The key thing: **the `abi <abi/3.0>,` line only works if it's in the profile *preamble*** (the top of `/etc/apparmor.d/usr.sbin.dhclient`, before the `/{,usr/}sbin/dhclient {` block). If you put it in `/etc/apparmor.d/local/usr.sbin.dhclient`, it gets `#include`d *inside* the profile block, where the abi declaration is parsed but silently ignored — so the denials keep coming. That placement difference is, I think, why some people report it working and others don't.

What fixed it for me, permanently:
1. Add to the **top** of `/etc/apparmor.d/usr.sbin.dhclient`, before `#include <tunables/global>`:
```
abi <abi/3.0>,
```
2. Add to `/etc/apparmor.d/local/usr.sbin.dhclient`:
```
network unix dgram,
```
3. Reload:
```
apparmor_parser -r /etc/apparmor.d/usr.sbin.dhclient
```
Both parts are needed: the abi pin makes the profile compile against the older ABI where `AF_UNIX` is mediated by the coarse network class, and the `network unix dgram,` line is the grant that class understands. The fine-grained `unix (...)` rules don't help here because this kernel mediates `AF_UNIX` through the network class (`/sys/kernel/security/apparmor/features/network_v9/af_unix` is `yes`, and there's no `features/unix` dir).
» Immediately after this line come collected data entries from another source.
//! # sharemnt-common
//!
//! Shared types, error definitions, configuration models, and constants
//! used across the share-mnt workspace.
//!
//! This crate is the leaf of the dependency graph: it depends on no other
//! internal crate and holds the persisted container state model that both
//! stages read.

#![cfg_attr(test, allow(clippy::expect_used, clippy::unwrap_used))]

pub mod config;
pub mod constants;
pub mod error;
pub mod state;
pub mod types;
A tip for verifying without waiting on lease renewals — the denials are bursty, so a quiet minute or two doesn't mean it's fixed. This tests it deterministically:
```
aa-exec -p "/{,usr/}sbin/dhclient" -- python3 -c "import socket; socket.socket(socket.AF_UNIX, socket.SOCK_DGRAM); print('OK')"
```
`Permission denied` = still broken, `OK` = fixed.
One caveat: editing `/etc/apparmor.d/usr.sbin.dhclient` touches a dpkg-managed file, so an `apparmor-profiles` upgrade may revert the preamble line (the `local/` override survives). I automate re-applying it, but worth knowing if you do it by hand.